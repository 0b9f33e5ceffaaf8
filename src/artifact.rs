//! Output files that only persist once their content is complete

use std::fs::{self, File};
use std::io::{self, BufWriter, Write};
use std::path::{Path, PathBuf};

use serde::Serialize;

use crate::error::{CompileError, CompileResult};

/// What an artifact is for
#[derive(Debug, Clone, Copy, PartialEq, Eq, Serialize)]
pub enum ArtifactKind {
    LlvmIr,
    OptimizedLlvmIr,
    Object,
    CoreElf,
    IpuInstructions,
    HostGlue,
    DeviceConfig,
    KernelMetadata,
    Xclbin,
}

/// A file the run produced and kept
#[derive(Debug, Clone, PartialEq, Eq, Serialize)]
pub struct Artifact {
    pub kind: ArtifactKind,
    pub path: PathBuf,
}

impl Artifact {
    pub fn new(kind: ArtifactKind, path: impl Into<PathBuf>) -> Self {
        Self {
            kind,
            path: path.into(),
        }
    }
}

/// Destination file removed on drop unless `keep` was called
pub struct OutputFile {
    path: PathBuf,
    writer: Option<BufWriter<File>>,
    kept: bool,
}

impl OutputFile {
    pub fn create(path: impl Into<PathBuf>) -> CompileResult<Self> {
        let path = path.into();
        let file = File::create(&path).map_err(|source| CompileError::ArtifactOpen {
            path: path.clone(),
            source,
        })?;
        Ok(Self {
            path,
            writer: Some(BufWriter::new(file)),
            kept: false,
        })
    }

    pub fn path(&self) -> &Path {
        &self.path
    }

    /// Flush and commit the file
    pub fn keep(mut self) -> CompileResult<PathBuf> {
        if let Some(mut writer) = self.writer.take() {
            writer.flush()?;
        }
        self.kept = true;
        Ok(self.path.clone())
    }
}

impl Write for OutputFile {
    fn write(&mut self, buf: &[u8]) -> io::Result<usize> {
        match &mut self.writer {
            Some(writer) => writer.write(buf),
            None => Err(io::Error::new(io::ErrorKind::Other, "output already committed")),
        }
    }

    fn flush(&mut self) -> io::Result<()> {
        match &mut self.writer {
            Some(writer) => writer.flush(),
            None => Ok(()),
        }
    }
}

impl Drop for OutputFile {
    fn drop(&mut self) {
        if self.kept {
            return;
        }
        drop(self.writer.take());
        if let Err(err) = fs::remove_file(&self.path) {
            log::debug!("could not discard {}: {}", self.path.display(), err);
        }
    }
}

/// Open `path`, write what `render` produces and keep it
pub fn emit_artifact<F>(path: &Path, kind: ArtifactKind, render: F) -> CompileResult<Artifact>
where
    F: FnOnce() -> CompileResult<String>,
{
    let mut output = OutputFile::create(path)?;
    let text = render()?;
    output.write_all(text.as_bytes())?;
    let path = output.keep()?;
    log::debug!("wrote {}", path.display());
    Ok(Artifact::new(kind, path))
}

/// Like `emit_artifact` for two files that are committed together or not at all
pub fn emit_artifact_pair<F, G>(
    first: (&Path, ArtifactKind),
    render_first: F,
    second: (&Path, ArtifactKind),
    render_second: G,
) -> CompileResult<[Artifact; 2]>
where
    F: FnOnce() -> CompileResult<String>,
    G: FnOnce() -> CompileResult<String>,
{
    let mut first_output = OutputFile::create(first.0)?;
    first_output.write_all(render_first()?.as_bytes())?;
    let mut second_output = OutputFile::create(second.0)?;
    second_output.write_all(render_second()?.as_bytes())?;

    let first_path = first_output.keep()?;
    let second_path = second_output.keep()?;
    log::debug!("wrote {} and {}", first_path.display(), second_path.display());
    Ok([
        Artifact::new(first.1, first_path),
        Artifact::new(second.1, second_path),
    ])
}
//! Translations from a lowered module to target text
//!
//! Each translation is a pure function of the module; writing the result to
//! disk is the artifact emitter's job.

mod ipu;
mod llvm;
mod xaie;

pub use ipu::{render_ipu_words, translate_to_ipu};
pub use llvm::translate_to_llvm_ir;
pub use xaie::{translate_to_cdo, translate_to_xaie};

use crate::device::{core_symbol, owning_tile, DeviceModel, TileLoc};
use crate::error::{CompileError, CompileResult};
use crate::ir::Module;

/// Architecture descriptor of the first device, e.g. `AIE2`
pub fn translate_to_target_arch(module: &Module) -> CompileResult<String> {
    let device = module
        .devices()
        .first()
        .copied()
        .ok_or_else(|| CompileError::translation("target-arch", "module has no aie.device"))?;
    Ok(DeviceModel::of_device(module, device).target_arch())
}

/// Tiles running a core program, in program order
fn core_tiles(module: &Module) -> Vec<TileLoc> {
    module
        .find_all("aie.core")
        .into_iter()
        .filter_map(|core| owning_tile(module, core))
        .collect()
}

/// Core function names for the tiles in `module`, in program order
pub fn core_functions(module: &Module) -> Vec<String> {
    core_tiles(module).into_iter().map(core_symbol).collect()
}

#[cfg(test)]
mod tests {
    use super::*;
    use crate::parser::parse_module;

    #[test]
    fn test_target_arch_of_first_device() {
        let module = parse_module("aie.device(xcvc1902) { } aie.device(ipu) { }").unwrap();
        assert_eq!(translate_to_target_arch(&module).unwrap(), "AIE");
    }

    #[test]
    fn test_target_arch_needs_device() {
        let module = parse_module("aie.end").unwrap();
        assert!(translate_to_target_arch(&module).is_err());
    }

    #[test]
    fn test_core_functions() {
        let module = parse_module(
            "aie.device(ipu) { %t = aie.tile(2, 3) aie.core(%t) { aie.end } }",
        )
        .unwrap();
        assert_eq!(core_functions(&module), vec!["core_2_3"]);
    }
}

——

What is needed is an exact transcription of every entry.

repository 0b9f33e5ceffaaf8
filename src/artifact.rs
//! Output files that only persist once their content is complete

use std::fs::{self, File};
use std::io::{self, BufWriter, Write};
use std::path::{Path, PathBuf};

use serde::Serialize;

use crate::error::{CompileError, CompileResult};

/// What an artifact is for
#[derive(Debug, Clone, Copy, PartialEq, Eq, Serialize)]
pub enum ArtifactKind {
    LlvmIr,
    OptimizedLlvmIr,
    Object,
    CoreElf,
    IpuInstructions,
    HostGlue,
    DeviceConfig,
    KernelMetadata,
    Xclbin,
}

/// A file the run produced and kept
#[derive(Debug, Clone, PartialEq, Eq, Serialize)]
pub struct Artifact {
    pub kind: ArtifactKind,
    pub path: PathBuf,
}

impl Artifact {
    pub fn new(kind: ArtifactKind, path: impl Into<PathBuf>) -> Self {
        Self {
            kind,
            path: path.into(),
        }
    }
}

/// Destination file removed on drop unless `keep` was called
pub struct OutputFile {
    path: PathBuf,
    writer: Option<BufWriter<File>>,
    kept: bool,
}

impl OutputFile {
    pub fn create(path: impl Into<PathBuf>) -> CompileResult<Self> {
        let path = path.into();
        let file = File::create(&path).map_err(|source| CompileError::ArtifactOpen {
            path: path.clone(),
            source,
        })?;
        Ok(Self {
            path,
            writer: Some(BufWriter::new(file)),
            kept: false,
        })
    }

    pub fn path(&self) -> &Path {
        &self.path
    }

    /// Flush and commit the file
    pub fn keep(mut self) -> CompileResult<PathBuf> {
        if let Some(mut writer) = self.writer.take() {
            writer.flush()?;
        }
        self.kept = true;
        Ok(self.path.clone())
    }
}

impl Write for OutputFile {
    fn write(&mut self, buf: &[u8]) -> io::Result<usize> {
        match &mut self.writer {
            Some(writer) => writer.write(buf),
            None => Err(io::Error::new(io::ErrorKind::Other, "output already committed")),
        }
    }

    fn flush(&mut self) -> io::Result<()> {
        match &mut self.writer {
            Some(writer) => writer.flush(),
            None => Ok(()),
        }
    }
}

impl Drop for OutputFile {
    fn drop(&mut self) {
        if self.kept {
            return;
        }
        drop(self.writer.take());
        if let Err(err) = fs::remove_file(&self.path) {
            log::debug!("could not discard {}: {}", self.path.display(), err);
        }
    }
}

/// Open `path`, write what `render` produces and keep it
pub fn emit_artifact<F>(path: &Path, kind: ArtifactKind, render: F) -> CompileResult<Artifact>
where
    F: FnOnce() -> CompileResult<String>,
{
    let mut output = OutputFile::create(path)?;
    let text = render()?;
    output.write_all(text.as_bytes())?;
    let path = output.keep()?;
    log::debug!("wrote {}", path.display());
    Ok(Artifact::new(kind, path))
}

/// Like `emit_artifact` for two files that are committed together or not at all
pub fn emit_artifact_pair<F, G>(
    first: (&Path, ArtifactKind),
    render_first: F,
    second: (&Path, ArtifactKind),
    render_second: G,
) -> CompileResult<[Artifact; 2]>
where
    F: FnOnce() -> CompileResult<String>,
    G: FnOnce() -> CompileResult<String>,
{
    let mut first_output = OutputFile::create(first.0)?;
    first_output.write_all(render_first()?.as_bytes())?;
    let mut second_output = OutputFile::create(second.0)?;
    second_output.write_all(render_second()?.as_bytes())?;

    let first_path = first_output.keep()?;
    let second_path = second_output.keep()?;
    log::debug!("wrote {} and {}", first_path.display(), second_path.display());
    Ok([
        Artifact::new(first.1, first_path),
        Artifact::new(second.1, second_path),
    ])
}
//! Translations from a lowered module to target text
//!
//! Each translation is a pure function of the module; writing the result to
//! disk is the artifact emitter's job.

mod ipu;
mod llvm;
mod xaie;

pub use ipu::{render_ipu_words, translate_to_ipu};
pub use llvm::translate_to_llvm_ir;
pub use xaie::{translate_to_cdo, translate_to_xaie};

use crate::device::{core_symbol, owning_tile, DeviceModel, TileLoc};
use crate::error::{CompileError, CompileResult};
use crate::ir::Module;

/// Architecture descriptor of the first device, e.g. `AIE2`
pub fn translate_to_target_arch(module: &Module) -> CompileResult<String> {
    let device = module
        .devices()
        .first()
        .copied()
        .ok_or_else(|| CompileError::translation("target-arch", "module has no aie.device"))?;
    Ok(DeviceModel::of_device(module, device).target_arch())
}

/// Tiles running a core program, in program order
fn core_tiles(module: &Module) -> Vec<TileLoc> {
    module
        .find_all("aie.core")
        .into_iter()
        .filter_map(|core| owning_tile(module, core))
        .collect()
}

/// Core function names for the tiles in `module`, in program order
pub fn core_functions(module: &Module) -> Vec<String> {
    core_tiles(module).into_iter().map(core_symbol).collect()
}

#[cfg(test)]
mod tests {
    use super::*;
    use crate::parser::parse_module;

    #[test]
    fn test_target_arch_of_first_device() {
        let module = parse_module("aie.device(xcvc1902) { } aie.device(ipu) { }").unwrap();
        assert_eq!(translate_to_target_arch(&module).unwrap(), "AIE");
    }

    #[test]
    fn test_target_arch_needs_device() {
        let module = parse_module("aie.end").unwrap();
        assert!(translate_to_target_arch(&module).is_err());
    }

    #[test]
    fn test_core_functions() {
        let module = parse_module(
            "aie.device(ipu) { %t = aie.tile(2, 3) aie.core(%t) { aie.end } }",
        )
        .unwrap();
        assert_eq!(core_functions(&module), vec!["core_2_3"]);
    }
}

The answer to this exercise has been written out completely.